Выбрать главу

— Это оперировать будут. Кожу пересаживать. Много сожжено, процентов тридцать. А справа - чем это ее?

— Не знаю.

— В Медиане наверняка… не огнестрельное. Хрен поймешь, когда их в Медиане зацепит… но как сильно! Обычно так не бывает… как еще выжила.

Тем временем Кир воткнул девочке иголку в вену на правой руке, закрепил ее, подключил капельницу.

— У нее шок, - пояснил он, - пока врача дождется…

Сняли остатки одежды, Кир стал бинтовать грудную клетку, потом бедро, Марку приходилось поддерживать тело. На раны он старался не смотреть. Ему было плохо. Девочку накрыли одеялом.

— Как ее зовут-то? - спросил Кир.

— Не знаю.

— Вы бы лучше с ней тут посидели. Пока у нас такой бардак.

Кир стал осматривать куртку, нашел вшитый номер. Сказал "сейчас", ушел и вернулся с отпечатанной наклейкой - в компьютере он по номеру нашел имя гэйны, это была Ивенна иль Кон, из ВЧ Маир, по Тверди - в 40 километрах отсюда. Ей было 17 лет.

Ивик открыла глаза.

Мир был подернут тонкой полупрозрачной пеленой, и эта пелена чуть колебалась туда и сюда, и от этого Ивик тошнило.

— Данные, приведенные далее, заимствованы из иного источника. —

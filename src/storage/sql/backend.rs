//! Dialect implementations of [`RelationalBackend`].
//!
//! The statements only differ in the query builder and schema, so both
//! backends are generated from one macro.

use super::RelationalBackend;

/// SQLite relational backend.
#[cfg(feature = "sqlite")]
pub struct SqliteBackend;

/// PostgreSQL relational backend.
#[cfg(feature = "postgres")]
pub struct PostgresBackend;

macro_rules! impl_relational_backend {
    ($backend:ty, $db:ty, $builder:expr, $schema:expr, $name:literal, $feature:literal) => {
        #[cfg(feature = $feature)]
        #[async_trait::async_trait]
        impl RelationalBackend for $backend {
            type Db = $db;

            fn name() -> &'static str {
                $name
            }

            async fn create_schema(
                conn: &mut <$db as sqlx::Database>::Connection,
            ) -> crate::storage::Result<()> {
                let statements = $schema.split(';').map(str::trim).filter(|s| !s.is_empty());
                for statement in statements {
                    sqlx::query(statement).execute(&mut *conn).await?;
                }
                Ok(())
            }

            async fn load_checkpoint(
                conn: &mut <$db as sqlx::Database>::Connection,
                subscription_id: &str,
            ) -> crate::storage::Result<crate::model::Checkpoint> {
                use sea_query::{Expr, Query};
                use sqlx::Row;

                use crate::storage::schema::SubscriptionCheckpoints;
                use crate::storage::{position_from_db, timestamp_from_db};

                let sql = Query::select()
                    .columns([
                        SubscriptionCheckpoints::Position,
                        SubscriptionCheckpoints::CheckpointedAt,
                    ])
                    .from(SubscriptionCheckpoints::Table)
                    .and_where(Expr::col(SubscriptionCheckpoints::SubscriptionId).eq(subscription_id))
                    .to_string($builder);

                let row = sqlx::query(&sql).fetch_optional(&mut *conn).await?;

                match row {
                    Some(row) => {
                        let position: Option<i64> = row.try_get("position")?;
                        let checkpointed_at: String = row.try_get("checkpointed_at")?;
                        Ok(crate::model::Checkpoint {
                            subscription_id: subscription_id.to_string(),
                            position: position.map(position_from_db).transpose()?,
                            checkpointed_at: timestamp_from_db(&checkpointed_at)?,
                        })
                    }
                    None => Ok(crate::model::Checkpoint::initial(subscription_id)),
                }
            }

            async fn store_checkpoint(
                conn: &mut <$db as sqlx::Database>::Connection,
                subscription_id: &str,
                position: crate::model::Position,
                expected_previous: Option<crate::model::Position>,
            ) -> crate::outcome::StoreResult {
                use sea_query::{Expr, OnConflict, Query};

                use crate::outcome::StoreResult;
                use crate::storage::position_to_db;
                use crate::storage::schema::SubscriptionCheckpoints;

                if let Some(rejected) = crate::storage::checkpoint_store::check_forward(position, expected_previous) {
                    return rejected;
                }

                let attempt = async {
                    let new_position = position_to_db(position)?;
                    let checkpointed_at = chrono::Utc::now().to_rfc3339();

                    let sql = match expected_previous {
                        Some(previous) => Query::update()
                            .table(SubscriptionCheckpoints::Table)
                            .values([
                                (SubscriptionCheckpoints::Position, new_position.into()),
                                (SubscriptionCheckpoints::CheckpointedAt, checkpointed_at.into()),
                            ])
                            .and_where(Expr::col(SubscriptionCheckpoints::SubscriptionId).eq(subscription_id))
                            .and_where(Expr::col(SubscriptionCheckpoints::Position).eq(position_to_db(previous)?))
                            .to_string($builder),
                        None => Query::insert()
                            .into_table(SubscriptionCheckpoints::Table)
                            .columns([
                                SubscriptionCheckpoints::SubscriptionId,
                                SubscriptionCheckpoints::Position,
                                SubscriptionCheckpoints::CheckpointedAt,
                            ])
                            .values_panic([
                                subscription_id.into(),
                                new_position.into(),
                                checkpointed_at.into(),
                            ])
                            .on_conflict(
                                OnConflict::column(SubscriptionCheckpoints::SubscriptionId)
                                    .update_columns([
                                        SubscriptionCheckpoints::Position,
                                        SubscriptionCheckpoints::CheckpointedAt,
                                    ])
                                    .action_and_where(
                                        Expr::col((
                                            SubscriptionCheckpoints::Table,
                                            SubscriptionCheckpoints::Position,
                                        ))
                                        .is_null(),
                                    )
                                    .to_owned(),
                            )
                            .to_string($builder),
                    };

                    let done = sqlx::query(&sql).execute(&mut *conn).await?;
                    Ok::<_, crate::storage::StorageError>(done.rows_affected())
                }
                .await;

                match attempt {
                    Ok(0) => match Self::load_checkpoint(conn, subscription_id).await {
                        Ok(current) => StoreResult::conflict(expected_previous, current.position),
                        Err(e) => StoreResult::transient(e.to_string()),
                    },
                    Ok(_) => StoreResult::Success,
                    Err(e) => StoreResult::transient(e.to_string()),
                }
            }

            async fn reset_checkpoint(
                conn: &mut <$db as sqlx::Database>::Connection,
                subscription_id: &str,
            ) -> crate::storage::Result<()> {
                use sea_query::{Expr, Query};

                use crate::storage::schema::SubscriptionCheckpoints;

                let sql = Query::delete()
                    .from_table(SubscriptionCheckpoints::Table)
                    .and_where(Expr::col(SubscriptionCheckpoints::SubscriptionId).eq(subscription_id))
                    .to_string($builder);

                sqlx::query(&sql).execute(&mut *conn).await?;
                Ok(())
            }

            async fn execute(
                conn: &mut <$db as sqlx::Database>::Connection,
                writes: &[crate::processing::PendingWrite],
            ) -> crate::storage::Result<()> {
                for write in writes {
                    let sql = write.to_sql($builder);
                    sqlx::query(&sql).execute(&mut *conn).await?;
                }
                Ok(())
            }
        }
    };
}

impl_relational_backend!(
    SqliteBackend,
    sqlx::Sqlite,
    sea_query::SqliteQueryBuilder,
    crate::storage::schema::SQLITE_CREATE_CHECKPOINT_TABLES,
    "sqlite",
    "sqlite"
);

impl_relational_backend!(
    PostgresBackend,
    sqlx::Postgres,
    sea_query::PostgresQueryBuilder,
    crate::storage::schema::POSTGRES_CREATE_CHECKPOINT_TABLE,
    "postgres",
    "postgres"
);
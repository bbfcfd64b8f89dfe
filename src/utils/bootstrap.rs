//! Bootstrap utilities for waymark binaries.
//!
//! Tracing setup and storage connections with startup retry.

use std::future::Future;
use std::time::Duration;

use backon::Retryable;
use tracing::{info, warn};
use tracing_subscriber::{layer::SubscriberExt, util::SubscriberInitExt};

use crate::config::LOG_ENV_VAR;
use crate::utils::retry::connection_backoff;

/// Initialize tracing with the WAYMARK_LOG environment variable.
///
/// Defaults to "info" level if WAYMARK_LOG is not set.
pub fn init_tracing() {
    tracing_subscriber::registry()
        .with(
            tracing_subscriber::EnvFilter::try_from_env(LOG_ENV_VAR)
                .unwrap_or_else(|_| tracing_subscriber::EnvFilter::new("info")),
        )
        .with(tracing_subscriber::fmt::layer())
        .init();
}

/// Run `connect` until it succeeds or the connection backoff gives up.
///
/// # Arguments
/// * `target` - Human-readable name for logging (e.g., "sqlite", "postgres")
/// * `connect` - Async function that attempts to establish a connection
pub async fn connect_with_retry<T, E, F, Fut>(target: &str, connect: F) -> Result<T, E>
where
    E: std::fmt::Display,
    F: FnMut() -> Fut,
    Fut: Future<Output = Result<T, E>>,
{
    let connected = connect
        .retry(connection_backoff())
        .notify(|err: &E, dur: Duration| {
            warn!(storage = %target, error = %err, delay = ?dur, "Connection failed, retrying");
        })
        .await?;
    info!(storage = %target, "Connected");
    Ok(connected)
}

/// Open a SQLite pool for the configured file, creating it if missing.
#[cfg(feature = "sqlite")]
pub async fn connect_sqlite(
    storage: &crate::config::StorageConfig,
) -> crate::storage::Result<sqlx::SqlitePool> {
    use sqlx::sqlite::{SqliteConnectOptions, SqlitePoolOptions};

    let options = SqliteConnectOptions::new()
        .filename(&storage.path)
        .create_if_missing(true);
    let max_connections = storage.max_connections;

    let pool = connect_with_retry("sqlite", || {
        SqlitePoolOptions::new()
            .max_connections(max_connections)
            .connect_with(options.clone())
    })
    .await?;
    Ok(pool)
}

/// Open a PostgreSQL pool for the configured URL.
#[cfg(feature = "postgres")]
pub async fn connect_postgres(
    storage: &crate::config::StorageConfig,
) -> crate::storage::Result<sqlx::PgPool> {
    use sqlx::postgres::PgPoolOptions;

    let url = storage.url.as_str();
    let max_connections = storage.max_connections;

    let pool = connect_with_retry("postgres", || {
        PgPoolOptions::new()
            .max_connections(max_connections)
            .connect(url)
    })
    .await?;
    Ok(pool)
}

Боль была относительно терпимой - так, ныло что-то, не понять даже, где. Просто очень ощущалось тело, неподъемное, недвижное, и из этого было понятно, что она жива.

Ну и попала же ты в переделку, гэйна.

Прямо над ней качалось чье-то круглое симпатичное лицо. Большеглазое. Ивик шевельнула губами, и почувствовала, как во рту пересохло, как хочется пить.

— Где? - только и вышло у нее.

— Вы в Ламари, в больнице, - поспешно сказал тот, кто сидел рядом, - хотите пить?

— Та-а, - прошелестела Ивик. Ей подняли голову. К губам поднесли воду. Она стала пить.

— Ивенна, - сказал этот, незнакомый, и потом еще раз, робко, - Ивик… вам больно?

— Не-е… ниче.

Он осторожно положил руку ей на голову. Погладил по волосам. От этого становилось как будто легче.

— Ивик, все будет хорошо. Вы поправитесь. Все будет хорошо, милая.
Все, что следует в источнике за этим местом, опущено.